Step 7: Monitor Processing

Progress View

The progress screen shows:

Overall Progress Bar:

  • Visual progress (0-100%)
  • Completed/total count
  • Time elapsed and remaining

Individual Document Status:

 invoice_001.pdf - Complete (18.2s, $0.0042)
invoice_002.pdf - Complete (21.5s, $0.0051)
invoice_003.pdf - Processing... 45%
invoice_004.pdf - Processing... 12%
invoice_005.pdf - Queued
invoice_006.pdf - Queued
...

Status Icons:

  • Complete (green)
  • Processing (blue spinner)
  • Queued (gray)
  • Failed (red)

Processing Strategy

Documents process based on plan's concurrent job limit:

Example (Pro Plan, 5 concurrent jobs):

Time  | Processing
------|------------------------------------------
0:00 | Doc 1, 2, 3, 4, 5 start
0:20 | Doc 1 completes, Doc 6 starts
0:25 | Doc 2 completes, Doc 7 starts
0:30 | Doc 3 completes, Doc 8 starts
...

Parallel Processing:

  • Free: 2 documents at once
  • Pro: 5 documents at once
  • Pro+: 10 documents at once
  • Enterprise: 25 documents at once

Can I Close Browser?

Yes! Batch processing continues even if you close browser.

To check status later:

  1. Return to dashboard
  2. Click "Batch Processing" tab
  3. See "Active Batches" section
  4. Click on your batch to view progress

Email Notification: If you enabled "Send Email When Complete", you'll receive notification when batch finishes.

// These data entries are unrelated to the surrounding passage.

//! `tickler-scheduler` — orchestration around the pure recurrence engine.
//!
//! # Overview
//!
//! Reminder records are persisted to a SQLite `reminders` table; completion
//! events land in a capped `history` table. The [`engine::SchedulerEngine`]
//! owns a [`timers::TimerTable`], an explicit map from reminder id to its
//! armed delivery task. Arming an id cancels any previous task for that id,
//! so an edited or completed reminder can never fire twice.
//!
//! When a timer elapses the engine recomputes and persists the next due
//! instant, re-arms the timer, and forwards the fired [`Reminder`] over an
//! mpsc channel to whatever delivery front end the caller wired up.
//!
//! [`Reminder`]: tickler_core::Reminder

pub mod db;
pub mod engine;
pub mod error;
pub mod store;
pub mod timers;

pub use engine::SchedulerEngine;
pub use error::{Result, SchedulerError};
pub use store::{ReminderStore, HISTORY_CAP};
pub use timers::TimerTable;
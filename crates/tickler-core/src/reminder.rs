//! The reminder record owned by the orchestration layer.
//!
//! The engine in [`crate::occurrence`] never mutates a [`Reminder`]; the
//! scheduler recomputes `next_due` on creation, edit, completion and fire.

use chrono::NaiveDateTime;
use serde::{Deserialize, Serialize};
use uuid::Uuid;

use crate::occurrence::next_occurrence;
use crate::rule::{ClockTime, Frequency, OfficeWindow, RecurrenceRule, WeekdaySet};

/// A persisted reminder: identity, display fields, the recurrence rule and
/// the cached next-due instant.
#[derive(Debug, Clone, Serialize, Deserialize)]
pub struct Reminder {
    /// UUID v4 string, primary key.
    pub id: String,
    pub title: String,
    /// Short display glyph, e.g. an emoji.
    pub icon: String,
    pub rule: RecurrenceRule,
    /// Completion flag; toggling it off immediately re-arms the next
    /// occurrence, so it is transient in practice.
    pub completed: bool,
    /// Total number of completions recorded.
    pub completed_count: u32,
    pub last_completed: Option<NaiveDateTime>,
    /// Cached output of the engine; always strictly after the `now` it was
    /// computed from.
    pub next_due: NaiveDateTime,
    pub created_at: NaiveDateTime,
}

impl Reminder {
    /// Build a fresh record with `next_due` computed from `now`.
    pub fn new(title: &str, icon: &str, rule: RecurrenceRule, now: NaiveDateTime) -> Self {
        Self {
            id: Uuid::new_v4().to_string(),
            title: title.to_string(),
            icon: icon.to_string(),
            next_due: next_occurrence(&rule, now),
            rule,
            completed: false,
            completed_count: 0,
            last_completed: None,
            created_at: now,
        }
    }
}

/// One completion event, kept for the history view.
#[derive(Debug, Clone, Serialize, Deserialize)]
pub struct HistoryEntry {
    pub id: String,
    pub reminder_id: String,
    pub title: String,
    pub icon: String,
    pub completed_at: NaiveDateTime,
}

/// A starter rule offered by the CLI (`add --template <name>`).
#[derive(Debug, Clone)]
pub struct Template {
    pub name: &'static str,
    pub title: &'static str,
    pub icon: &'static str,
    pub rule: RecurrenceRule,
}

/// The built-in starter templates.
pub fn builtin_templates() -> Vec<Template> {
    vec![
        Template {
            name: "haircut",
            title: "Haircut",
            icon: "✂️",
            rule: RecurrenceRule {
                frequency: Frequency::Monthly,
                time_of_day: ClockTime { hour: 9, minute: 0 },
                weekdays: WeekdaySet::EVERY_DAY,
                office_hours: None,
            },
        },
        Template {
            name: "wash",
            title: "Wash",
            icon: "🚿",
            rule: RecurrenceRule {
                frequency: Frequency::EveryThreeDays,
                time_of_day: ClockTime {
                    hour: 20,
                    minute: 0,
                },
                weekdays: WeekdaySet::EVERY_DAY,
                office_hours: None,
            },
        },
        Template {
            name: "water",
            title: "Drink Water",
            icon: "💧",
            rule: RecurrenceRule {
                frequency: Frequency::Hourly,
                time_of_day: ClockTime { hour: 8, minute: 0 },
                weekdays: WeekdaySet::WEEKDAYS,
                office_hours: Some(OfficeWindow {
                    start: ClockTime { hour: 8, minute: 0 },
                    end: ClockTime {
                        hour: 17,
                        minute: 0,
                    },
                }),
            },
        },
    ]
}
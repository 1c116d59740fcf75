//! Recurrence-rule types.
//!
//! The serialised form is wire-compatible with the legacy record format:
//! clock times as `"HH:MM"` strings, the weekday mask as an integer list
//! (`0` = Sunday .. `6` = Saturday), and the three-day cadence spelled
//! `"every3days"`.

use std::fmt;
use std::str::FromStr;

use chrono::{NaiveTime, Weekday};
use serde::{Deserialize, Deserializer, Serialize, Serializer};

use crate::error::RuleError;

/// How often a reminder repeats.
#[derive(Debug, Clone, Copy, PartialEq, Eq, Serialize, Deserialize)]
#[serde(rename_all = "snake_case")]
pub enum Frequency {
    /// Every whole hour, gated by the office window when one is set.
    Hourly,
    Daily,
    #[serde(rename = "every3days")]
    EveryThreeDays,
    Weekly,
    Monthly,
}

impl fmt::Display for Frequency {
    fn fmt(&self, f: &mut fmt::Formatter<'_>) -> fmt::Result {
        let s = match self {
            Frequency::Hourly => "hourly",
            Frequency::Daily => "daily",
            Frequency::EveryThreeDays => "every3days",
            Frequency::Weekly => "weekly",
            Frequency::Monthly => "monthly",
        };
        write!(f, "{s}")
    }
}

impl FromStr for Frequency {
    type Err = RuleError;

    fn from_str(s: &str) -> Result<Self, Self::Err> {
        match s {
            "hourly" => Ok(Frequency::Hourly),
            "daily" => Ok(Frequency::Daily),
            "every3days" => Ok(Frequency::EveryThreeDays),
            "weekly" => Ok(Frequency::Weekly),
            "monthly" => Ok(Frequency::Monthly),
            other => Err(RuleError::UnknownFrequency(other.to_string())),
        }
    }
}

/// A wall-clock hour and minute, parsed from and rendered as `"HH:MM"`.
///
/// Invariant: `hour < 24`, `minute < 60`. Parsing enforces it; direct
/// construction is expected to keep it.
#[derive(Debug, Clone, Copy, PartialEq, Eq)]
pub struct ClockTime {
    pub hour: u8,
    pub minute: u8,
}

impl ClockTime {
    /// The same instant as a chrono `NaiveTime` (seconds are always zero).
    pub fn to_naive_time(self) -> NaiveTime {
        NaiveTime::from_hms_opt(u32::from(self.hour), u32::from(self.minute), 0)
            .unwrap_or(NaiveTime::MIN)
    }
}

impl fmt::Display for ClockTime {
    fn fmt(&self, f: &mut fmt::Formatter<'_>) -> fmt::Result {
        write!(f, "{:02}:{:02}", self.hour, self.minute)
    }
}

impl FromStr for ClockTime {
    type Err = RuleError;

    fn from_str(s: &str) -> Result<Self, Self::Err> {
        let invalid = || RuleError::InvalidClockTime(s.to_string());
        let (h, m) = s.split_once(':').ok_or_else(invalid)?;
        let hour: u8 = h.parse().map_err(|_| invalid())?;
        let minute: u8 = m.parse().map_err(|_| invalid())?;
        if hour >= 24 || minute >= 60 {
            return Err(invalid());
        }
        Ok(ClockTime { hour, minute })
    }
}

impl Serialize for ClockTime {
    fn serialize<S: Serializer>(&self, serializer: S) -> Result<S::Ok, S::Error> {
        serializer.collect_str(self)
    }
}

impl<'de> Deserialize<'de> for ClockTime {
    fn deserialize<D: Deserializer<'de>>(deserializer: D) -> Result<Self, D::Error> {
        let s = String::deserialize(deserializer)?;
        s.parse().map_err(serde::de::Error::custom)
    }
}

/// The set of weekdays an occurrence may land on.
///
/// Day indices follow the legacy record format: 0 = Sunday .. 6 = Saturday.
/// The set may be empty; the engine still terminates on an empty mask, it
/// just cannot produce a conforming day.
#[derive(Debug, Clone, Copy, PartialEq, Eq)]
pub struct WeekdaySet(u8);

impl WeekdaySet {
    pub const EMPTY: WeekdaySet = WeekdaySet(0);
    /// All seven days.
    pub const EVERY_DAY: WeekdaySet = WeekdaySet(0b0111_1111);
    /// Monday through Friday.
    pub const WEEKDAYS: WeekdaySet = WeekdaySet(0b0011_1110);
    /// Saturday and Sunday.
    pub const WEEKEND: WeekdaySet = WeekdaySet(0b0100_0001);

    /// Build a set from day indices (0 = Sunday .. 6 = Saturday).
    pub fn from_days(days: &[u8]) -> Result<Self, RuleError> {
        let mut mask = 0u8;
        for &day in days {
            if day > 6 {
                return Err(RuleError::InvalidWeekday(day));
            }
            mask |= 1 << day;
        }
        Ok(WeekdaySet(mask))
    }

    /// The single weekday-membership predicate shared by every frequency
    /// branch that filters on weekdays.
    pub fn contains(self, weekday: Weekday) -> bool {
        self.0 & (1 << weekday.num_days_from_sunday()) != 0
    }

    pub fn is_empty(self) -> bool {
        self.0 == 0
    }

    /// Day indices in ascending order, for display and serialisation.
    pub fn days(self) -> Vec<u8> {
        (0u8..7).filter(|d| self.0 & (1 << d) != 0).collect()
    }
}

impl Serialize for WeekdaySet {
    fn serialize<S: Serializer>(&self, serializer: S) -> Result<S::Ok, S::Error> {
        self.days().serialize(serializer)
    }
}

impl<'de> Deserialize<'de> for WeekdaySet {
    fn deserialize<D: Deserializer<'de>>(deserializer: D) -> Result<Self, D::Error> {
        let days = Vec::<u8>::deserialize(deserializer)?;
        WeekdaySet::from_days(&days).map_err(serde::de::Error::custom)
    }
}

/// A daily `[start, end)` window restricting hourly reminders to
/// business-hour firing.
///
/// The scan is hour-granular: minutes are accepted on input but only the
/// hour components gate candidates.
#[derive(Debug, Clone, Copy, PartialEq, Eq, Serialize, Deserialize)]
pub struct OfficeWindow {
    pub start: ClockTime,
    pub end: ClockTime,
}

/// Immutable input to the next-occurrence engine.
#[derive(Debug, Clone, PartialEq, Eq, Serialize, Deserialize)]
pub struct RecurrenceRule {
    pub frequency: Frequency,
    /// Wall-clock time of day; meaningful for every frequency except Hourly.
    #[serde(rename = "time")]
    pub time_of_day: ClockTime,
    #[serde(rename = "days")]
    pub weekdays: WeekdaySet,
    /// Only meaningful when `frequency` is Hourly.
    #[serde(
        rename = "officeHours",
        default,
        skip_serializing_if = "Option::is_none"
    )]
    pub office_hours: Option<OfficeWindow>,
}

#[cfg(test)]
mod tests {
    use super::*;

    #[test]
    fn clock_time_parses_and_displays() {
        let t: ClockTime = "08:05".parse().unwrap();
        assert_eq!(t, ClockTime { hour: 8, minute: 5 });
        assert_eq!(t.to_string(), "08:05");
    }

    #[test]
    fn clock_time_rejects_garbage() {
        assert!("24:00".parse::<ClockTime>().is_err());
        assert!("09:60".parse::<ClockTime>().is_err());
        assert!("0900".parse::<ClockTime>().is_err());
        assert!("nine".parse::<ClockTime>().is_err());
    }

    #[test]
    fn weekday_set_membership() {
        let set = WeekdaySet::from_days(&[1, 2, 3, 4, 5]).unwrap();
        assert_eq!(set, WeekdaySet::WEEKDAYS);
        assert!(set.contains(Weekday::Mon));
        assert!(set.contains(Weekday::Fri));
        assert!(!set.contains(Weekday::Sat));
        assert!(!set.contains(Weekday::Sun));
    }

    #[test]
    fn weekday_set_rejects_out_of_range_day() {
        assert!(WeekdaySet::from_days(&[7]).is_err());
    }

    #[test]
    fn empty_weekday_set_contains_nothing() {
        assert!(WeekdaySet::EMPTY.is_empty());
        assert!(!WeekdaySet::EMPTY.contains(Weekday::Mon));
    }

    #[test]
    fn rule_serialises_in_wire_format() {
        let rule = RecurrenceRule {
            frequency: Frequency::EveryThreeDays,
            time_of_day: "20:00".parse().unwrap(),
            weekdays: WeekdaySet::EVERY_DAY,
            office_hours: None,
        };
        let json = serde_json::to_string(&rule).unwrap();
        assert_eq!(
            json,
            r#"{"frequency":"every3days","time":"20:00","days":[0,1,2,3,4,5,6]}"#
        );
        let back: RecurrenceRule = serde_json::from_str(&json).unwrap();
        assert_eq!(back, rule);
    }

    #[test]
    fn rule_with_office_window_round_trips() {
        let rule = RecurrenceRule {
            frequency: Frequency::Hourly,
            time_of_day: "08:00".parse().unwrap(),
            weekdays: WeekdaySet::WEEKDAYS,
            office_hours: Some(OfficeWindow {
                start: "08:00".parse().unwrap(),
                end: "17:00".parse().unwrap(),
            }),
        };
        let json = serde_json::to_string(&rule).unwrap();
        assert!(json.contains(r#""officeHours":{"start":"08:00","end":"17:00"}"#));
        let back: RecurrenceRule = serde_json::from_str(&json).unwrap();
        assert_eq!(back, rule);
    }
}
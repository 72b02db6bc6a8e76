//! hosting Server Binary
//!
//! Serves the game page and the compiled client bundle, and forwards
//! `/api/*` to the move service named by `--api`.

use clap::Parser;
use tictactoe::*;

#[tokio::main]
async fn main() -> anyhow::Result<()> {
    log()?;
    kys();
    hosting::Server::run(hosting::Args::parse()).await?;
    Ok(())
}
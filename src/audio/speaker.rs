/// Sound output. Muting is decided by the caller; a `Speaker` always plays.
pub trait Speaker {
    /// Short tick on a player move, restarted from the top each time.
    fn click(&self);
    /// Fanfare when the player wins.
    fn win(&self);
    /// Start or pause the background track.
    fn music(&self, playing: bool);
}
mod endpoints;
#[cfg(feature = "client")]
mod remote;

pub use endpoints::*;
#[cfg(feature = "client")]
pub use remote::*;

use crate::board::Cell;
use crate::dto::GameState;
use crate::dto::ScoreState;

/// The move service, seen from the page.
///
/// Every game rule lives behind this trait. The browser runtime is
/// single-threaded, so implementations need not be `Send`; the in-memory
/// doubles in tests rely on that too.
#[async_trait::async_trait(?Send)]
pub trait Api {
    /// Place the player's mark. The reply already includes the computer's answer.
    async fn play(&self, cell: Cell) -> anyhow::Result<GameState>;
    /// Clear the board, keeping the tally.
    async fn reset(&self) -> anyhow::Result<GameState>;
    /// Zero the tally.
    async fn clear(&self) -> anyhow::Result<ScoreState>;
}
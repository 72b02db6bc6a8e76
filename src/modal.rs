/// The about dialog. Starts hidden; the open and close buttons share one toggle.
#[derive(Debug, Default, Clone, Copy, PartialEq, Eq)]
pub struct Modal {
    visible: bool,
}

impl Modal {
    pub fn is_visible(&self) -> bool {
        self.visible
    }
    pub fn toggle(&mut self) -> bool {
        self.visible = !self.visible;
        self.visible
    }
}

Step 8: Review Batch Results

Once processing completes, review results:

Results Summary

Batch Job Complete!

Processed: 48/50 documents (96%)
Failed: 2/50 documents (4%)
Total Time: 16m 42s
Total Cost: $0.0218

Average Processing Time: 20.1s per document
Average Cost: $0.0045 per document

Success/Failure Breakdown

Successful Documents:

 invoice_001.pdf
invoice_002.pdf
invoice_003.pdf
invoice_048.pdf

**Failed Documents:**

invoice_023.pdf - Error: File corrupted invoice_041.pdf - Error: No text extracted (scanned image)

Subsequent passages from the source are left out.